When I walked in, there was one elderly lady being served on the color copier by a guy who looked a bit frustrated with her. It looked like she was having every drawing made by her grandchildren color copied 50 times each. At a buck a copy, maybe she was carrying out an elaborate plan to spend her kids' inheritance on the most nonsensical thing she could think of. Again, who knows, who cares.
A woman walked in with a folder and cut in front of me in line. I wasn't in a hurry and really didn't care. She opened the folder and showed the lady behind the counter a bunch of color printouts, demanding to have four copies of each within the next 30 minutes.
"I'm sorry, the machine is in use."
"What? You only have one machine?!"
"Well when is it NOT going to be in use?"

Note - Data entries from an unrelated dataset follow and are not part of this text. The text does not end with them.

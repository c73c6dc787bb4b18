//! # Action Layer
//!
//! Actions are the write (and detail) surface of an entity. Each one is an
//! [`ActionDescriptor`]: a name used for routing, a method, the status it
//! answers with on success, whether it targets one existing record, a
//! [`RuleSet`] for the payload, an [`Authorization`] and a handler.
//!
//! ## Role and Responsibilities
//!
//! Handlers hold the business logic:
//! - Receive an [`ActionContext`] with the loaded record (if any), the
//!   validated payload, the actor and the repository
//! - Return structured JSON, never transport concerns
//! - Fail with [`GatewayError::PreconditionFailed`](crate::error::GatewayError)
//!   when a status guard does not hold
//!
//! Everything around the handler (loading, authorization, validation, cache
//! invalidation) is done by [`pipeline::Pipeline`], in a fixed order, so
//! authorization and validation errors always surface before any write.
//!
//! ## Modules
//!
//! - [`builtin`]: create, update, delete and detail
//! - [`pipeline`]: the staged request runner

use crate::error::{GatewayError, Result};
use crate::model::{Actor, Attributes, Record};
use crate::policy::Authorization;
use crate::registry::EntityDescriptor;
use crate::store::Repository;
use crate::validation::RuleSet;
use serde::{Deserialize, Serialize};
use serde_json::Value;
use std::fmt;
use std::sync::Arc;

pub mod builtin;
pub mod pipeline;

#[derive(Debug, Clone, Copy, PartialEq, Eq, Hash, Serialize, Deserialize)]
#[serde(rename_all = "UPPERCASE")]
pub enum Method {
    Get,
    Post,
    Patch,
    Delete,
}

impl Method {
    pub fn as_str(self) -> &'static str {
        match self {
            Method::Get => "GET",
            Method::Post => "POST",
            Method::Patch => "PATCH",
            Method::Delete => "DELETE",
        }
    }
}

impl fmt::Display for Method {
    fn fmt(&self, f: &mut fmt::Formatter<'_>) -> fmt::Result {
        f.write_str(self.as_str())
    }
}

/// Everything a handler may use.
pub struct ActionContext<'a> {
    pub entity: &'a EntityDescriptor,
    pub action: &'a str,
    pub actor: Option<&'a Actor>,
    /// Present for record actions, loaded with the entity's default relations.
    pub record: Option<&'a Record>,
    /// Validated payload: declared fields only.
    pub payload: &'a Attributes,
    pub repo: &'a dyn Repository,
    pub client_ip: Option<&'a str>,
}

impl ActionContext<'_> {
    /// The target record; record actions always have one.
    pub fn record(&self) -> Result<&Record> {
        self.record.ok_or_else(|| {
            GatewayError::not_found(self.entity.alias.clone(), "(none)")
        })
    }
}

pub trait ActionHandler: Send + Sync {
    fn handle(&self, ctx: &ActionContext<'_>) -> Result<Value>;
}

impl<F> ActionHandler for F
where
    F: Fn(&ActionContext<'_>) -> Result<Value> + Send + Sync,
{
    fn handle(&self, ctx: &ActionContext<'_>) -> Result<Value> {
        self(ctx)
    }
}

#[derive(Clone)]
pub struct ActionDescriptor {
    pub name: String,
    pub method: Method,
    pub status: u16,
    pub requires_record: bool,
    pub rules: RuleSet,
    pub authorization: Authorization,
    pub handler: Arc<dyn ActionHandler>,
    /// Successful runs invalidate the entity's cache namespace.
    pub mutates: bool,
}

impl fmt::Debug for ActionDescriptor {
    fn fmt(&self, f: &mut fmt::Formatter<'_>) -> fmt::Result {
        f.debug_struct("ActionDescriptor")
            .field("name", &self.name)
            .field("method", &self.method)
            .field("status", &self.status)
            .field("requires_record", &self.requires_record)
            .field("authorization", &self.authorization)
            .field("mutates", &self.mutates)
            .finish()
    }
}

impl ActionDescriptor {
    /// A record action answering 200 with no rules and no authorization.
    /// Anything but `GET` counts as a write.
    pub fn new(name: impl Into<String>, method: Method, handler: impl ActionHandler + 'static) -> Self {
        Self {
            name: name.into(),
            method,
            status: 200,
            requires_record: true,
            rules: RuleSet::new(),
            authorization: Authorization::Allow,
            handler: Arc::new(handler),
            mutates: method != Method::Get,
        }
    }

    pub fn post(name: impl Into<String>, handler: impl ActionHandler + 'static) -> Self {
        Self::new(name, Method::Post, handler)
    }

    pub fn status(mut self, status: u16) -> Self {
        self.status = status;
        self
    }

    /// Operates on the collection; no record is loaded.
    pub fn collection(mut self) -> Self {
        self.requires_record = false;
        self
    }

    pub fn rules(mut self, rules: RuleSet) -> Self {
        self.rules = rules;
        self
    }

    pub fn authorize(mut self, authorization: Authorization) -> Self {
        self.authorization = authorization;
        self
    }

    /// Shorthand for `authorize(Authorization::ability(name))`.
    pub fn ability(self, name: impl Into<String>) -> Self {
        self.authorize(Authorization::ability(name))
    }

    pub fn handler(mut self, handler: impl ActionHandler + 'static) -> Self {
        self.handler = Arc::new(handler);
        self
    }
}

/// One action invocation as received from a transport.
#[derive(Debug, Clone, PartialEq, Default, Serialize, Deserialize)]
pub struct ActionRequest {
    pub alias: String,
    pub action: String,
    pub id: Option<u64>,
    #[serde(default)]
    pub payload: Value,
    pub client_ip: Option<String>,
}

impl ActionRequest {
    pub fn new(alias: impl Into<String>, action: impl Into<String>) -> Self {
        Self {
            alias: alias.into(),
            action: action.into(),
            ..Default::default()
        }
    }

    pub fn id(mut self, id: u64) -> Self {
        self.id = Some(id);
        self
    }

    pub fn payload(mut self, payload: Value) -> Self {
        self.payload = payload;
        self
    }

    pub fn client_ip(mut self, ip: impl Into<String>) -> Self {
        self.client_ip = Some(ip.into());
        self
    }
}

#[derive(Debug, Clone, PartialEq, Serialize, Deserialize)]
pub struct ActionResponse {
    pub status: u16,
    pub action: String,
    pub data: Value,
}
//! In-memory query execution over table maps: predicate matching, relation
//! traversal, ordering, keyset windows and eager loading.

use super::{Relation, Schema};
use crate::error::Result;
use crate::model::{compare_values, values_equal, Record, Related};
use crate::query::{Comparison, Direction, OrderBy, Predicate, Window};
use serde_json::Value;
use std::cmp::Ordering;
use std::collections::BTreeMap;

pub type Table = BTreeMap<u64, Record>;

pub const DELETED_AT: &str = "deleted_at";

pub fn is_trashed(record: &Record) -> bool {
    matches!(record.attributes.get(DELETED_AT), Some(v) if !v.is_null())
}

/// Read-only view used while executing one query.
pub struct Tables<'a> {
    pub schema: &'a Schema,
    pub tables: &'a BTreeMap<String, Table>,
}

impl<'a> Tables<'a> {
    pub fn table(&self, entity: &str) -> Result<&'a Table> {
        self.schema.get(entity)?;
        Ok(self.tables.get(entity).unwrap_or(&EMPTY))
    }

    pub fn rows(&self, entity: &str, with_trashed: bool) -> Result<impl Iterator<Item = &'a Record>> {
        Ok(self
            .table(entity)?
            .values()
            .filter(move |r| with_trashed || !is_trashed(r)))
    }

    /// Live records reachable from `record` through `relation`.
    pub fn related(&self, entity: &str, record: &Record, relation: &str) -> Result<Vec<&'a Record>> {
        let relation = self.schema.relation(entity, relation)?;
        let target = self.table(relation.target())?;
        let live = |r: &&Record| !is_trashed(r);

        let found = match relation {
            Relation::BelongsTo { foreign_key, .. } => record
                .get(foreign_key)
                .and_then(|v| v.as_u64())
                .and_then(|id| target.get(&id))
                .into_iter()
                .filter(live)
                .collect(),
            Relation::HasMany { foreign_key, .. } => target
                .values()
                .filter(live)
                .filter(|r| r.u64_attr(foreign_key) == Some(record.id))
                .collect(),
            Relation::BelongsToMany { local_key, .. } => id_list(record.attributes.get(local_key))
                .into_iter()
                .filter_map(|id| target.get(&id))
                .filter(live)
                .collect(),
            Relation::ReferencedBy { list_key, .. } => target
                .values()
                .filter(live)
                .filter(|r| id_list(r.attributes.get(list_key)).contains(&record.id))
                .collect(),
        };
        Ok(found)
    }

    pub fn matches(&self, entity: &str, record: &Record, predicate: &Predicate) -> Result<bool> {
        Ok(match predicate {
            Predicate::Compare { path, op, value } => {
                if !path.is_local() {
                    return self.matches(entity, record, &Predicate::scoped(path, |leaf| {
                        Predicate::Compare {
                            path: leaf,
                            op: *op,
                            value: value.clone(),
                        }
                    }));
                }
                compare(&record.get(&path.column).unwrap_or(Value::Null), *op, value)
            }
            Predicate::In {
                path,
                values,
                negated,
            } => {
                if !path.is_local() {
                    return self.matches(entity, record, &Predicate::scoped(path, |leaf| {
                        Predicate::In {
                            path: leaf,
                            values: values.clone(),
                            negated: *negated,
                        }
                    }));
                }
                let actual = record.get(&path.column).unwrap_or(Value::Null);
                let found = values.iter().any(|v| values_equal(&actual, v));
                if *negated {
                    !actual.is_null() && !found
                } else {
                    found
                }
            }
            Predicate::Like { path, pattern } => {
                if !path.is_local() {
                    return self.matches(entity, record, &Predicate::scoped(path, |leaf| {
                        Predicate::Like {
                            path: leaf,
                            pattern: pattern.clone(),
                        }
                    }));
                }
                match record.get(&path.column) {
                    Some(Value::String(text)) => like(&text, pattern),
                    Some(Value::Number(n)) => like(&n.to_string(), pattern),
                    _ => false,
                }
            }
            Predicate::Between { path, low, high } => {
                if !path.is_local() {
                    return self.matches(entity, record, &Predicate::scoped(path, |leaf| {
                        Predicate::Between {
                            path: leaf,
                            low: low.clone(),
                            high: high.clone(),
                        }
                    }));
                }
                let actual = record.get(&path.column).unwrap_or(Value::Null);
                compare(&actual, Comparison::Gte, low) && compare(&actual, Comparison::Lte, high)
            }
            Predicate::Related {
                relation,
                predicate,
            } => {
                let target = self.schema.relation(entity, relation)?.target().to_string();
                for related in self.related(entity, record, relation)? {
                    if self.matches(&target, related, predicate)? {
                        return Ok(true);
                    }
                }
                false
            }
            Predicate::All(predicates) => {
                for p in predicates {
                    if !self.matches(entity, record, p)? {
                        return Ok(false);
                    }
                }
                true
            }
            Predicate::Any(predicates) => {
                for p in predicates {
                    if self.matches(entity, record, p)? {
                        return Ok(true);
                    }
                }
                false
            }
        })
    }

    /// Attaches `paths` (dotted for nested loads) to `record`.
    pub fn load(&self, entity: &str, record: &mut Record, paths: &[String]) -> Result<()> {
        let mut grouped: BTreeMap<&str, Vec<String>> = BTreeMap::new();
        for path in paths {
            let (head, rest) = match path.split_once('.') {
                Some((head, rest)) => (head, Some(rest.to_string())),
                None => (path.as_str(), None),
            };
            let nested = grouped.entry(head).or_default();
            nested.extend(rest);
        }

        for (name, nested) in grouped {
            let relation = self.schema.relation(entity, name)?;
            let target = relation.target().to_string();
            let mut loaded = Vec::new();
            for related in self.related(entity, record, name)? {
                let mut related = related.clone();
                self.load(&target, &mut related, &nested)?;
                loaded.push(related);
            }
            let attached = if relation.is_single() {
                Related::One(loaded.into_iter().next().map(Box::new))
            } else {
                Related::Many(loaded)
            };
            record.relations.insert(name.to_string(), attached);
        }
        Ok(())
    }

    /// Writes `{relation}_count` attributes.
    pub fn load_counts(&self, entity: &str, record: &mut Record, relations: &[String]) -> Result<()> {
        for relation in relations {
            let count = self.related(entity, record, relation)?.len();
            record
                .attributes
                .insert(format!("{}_count", relation), Value::from(count as u64));
        }
        Ok(())
    }
}

static EMPTY: Table = BTreeMap::new();

fn id_list(value: Option<&Value>) -> Vec<u64> {
    match value {
        Some(Value::Array(items)) => items.iter().filter_map(Value::as_u64).collect(),
        _ => Vec::new(),
    }
}

/// SQL-like comparison: a null on either side only ever satisfies `Eq` with
/// another null.
pub fn compare(actual: &Value, op: Comparison, expected: &Value) -> bool {
    if actual.is_null() || expected.is_null() {
        return op == Comparison::Eq && actual.is_null() && expected.is_null();
    }
    match op {
        Comparison::Eq => values_equal(actual, expected),
        Comparison::Neq => !values_equal(actual, expected),
        Comparison::Gt => compare_values(actual, expected) == Ordering::Greater,
        Comparison::Gte => compare_values(actual, expected) != Ordering::Less,
        Comparison::Lt => compare_values(actual, expected) == Ordering::Less,
        Comparison::Lte => compare_values(actual, expected) != Ordering::Greater,
    }
}

/// Case-insensitive `%`/`_` wildcard match.
pub fn like(text: &str, pattern: &str) -> bool {
    let text: Vec<char> = text.to_lowercase().chars().collect();
    let pattern: Vec<char> = pattern.to_lowercase().chars().collect();

    let (mut t, mut p) = (0, 0);
    let mut star: Option<(usize, usize)> = None;
    while t < text.len() {
        if p < pattern.len() && (pattern[p] == '_' || pattern[p] == text[t]) {
            t += 1;
            p += 1;
        } else if p < pattern.len() && pattern[p] == '%' {
            star = Some((p, t));
            p += 1;
        } else if let Some((star_p, star_t)) = star {
            p = star_p + 1;
            t = star_t + 1;
            star = Some((star_p, star_t + 1));
        } else {
            return false;
        }
    }
    pattern[p..].iter().all(|c| *c == '%')
}

pub fn order_records(records: &mut [Record], order: &[OrderBy]) {
    records.sort_by(|a, b| compare_rows(a, b, order));
}

fn compare_rows(a: &Record, b: &Record, order: &[OrderBy]) -> Ordering {
    for o in order {
        let left = a.get(&o.column).unwrap_or(Value::Null);
        let right = b.get(&o.column).unwrap_or(Value::Null);
        let ord = match o.direction {
            Direction::Asc => compare_values(&left, &right),
            Direction::Desc => compare_values(&right, &left),
        };
        if ord != Ordering::Equal {
            return ord;
        }
    }
    a.id.cmp(&b.id)
}

/// Whether `record` sorts strictly after the key tuple under `order`.
fn after_keys(record: &Record, order: &[OrderBy], keys: &[Value]) -> bool {
    for (o, key) in order.iter().zip(keys) {
        let value = record.get(&o.column).unwrap_or(Value::Null);
        let ord = match o.direction {
            Direction::Asc => compare_values(&value, key),
            Direction::Desc => compare_values(key, &value),
        };
        match ord {
            Ordering::Greater => return true,
            Ordering::Less => return false,
            Ordering::Equal => continue,
        }
    }
    false
}

pub fn apply_window(records: Vec<Record>, order: &[OrderBy], window: &Window) -> Vec<Record> {
    match window {
        Window::All => records,
        Window::Offset { offset, limit } => records.into_iter().skip(*offset).take(*limit).collect(),
        Window::After { keys, limit } => records
            .into_iter()
            .filter(|r| match keys {
                Some(keys) => after_keys(r, order, keys),
                None => true,
            })
            .take(*limit)
            .collect(),
    }
}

The guy helping the elderly inheritance spender told her it would be a while. A long while.
"I don't know. I can't tell the future."
The lady was struck speechless for about 3 seconds and then continued her tirade. Standing next to her, I suggested another place she might be able to get color copies. She shook her head and said, "No, they've all got attitude problems too." Ha!
When it became apparent to her that yowling wasn't going to get her the copies she wanted she left, tossing a sarcastic parting shot at the poor lady behind the counter before slamming the door closed.
The rest of us looked at each other and immediately bonded over, "Can you BELIEVE her? My goodness!" The best part was that three of the five or six people standing around knew her and knew her name which they then shared with the rest of us. Now the only thing I know about that lady is her full name, what she looks like, and that she's a beyotch.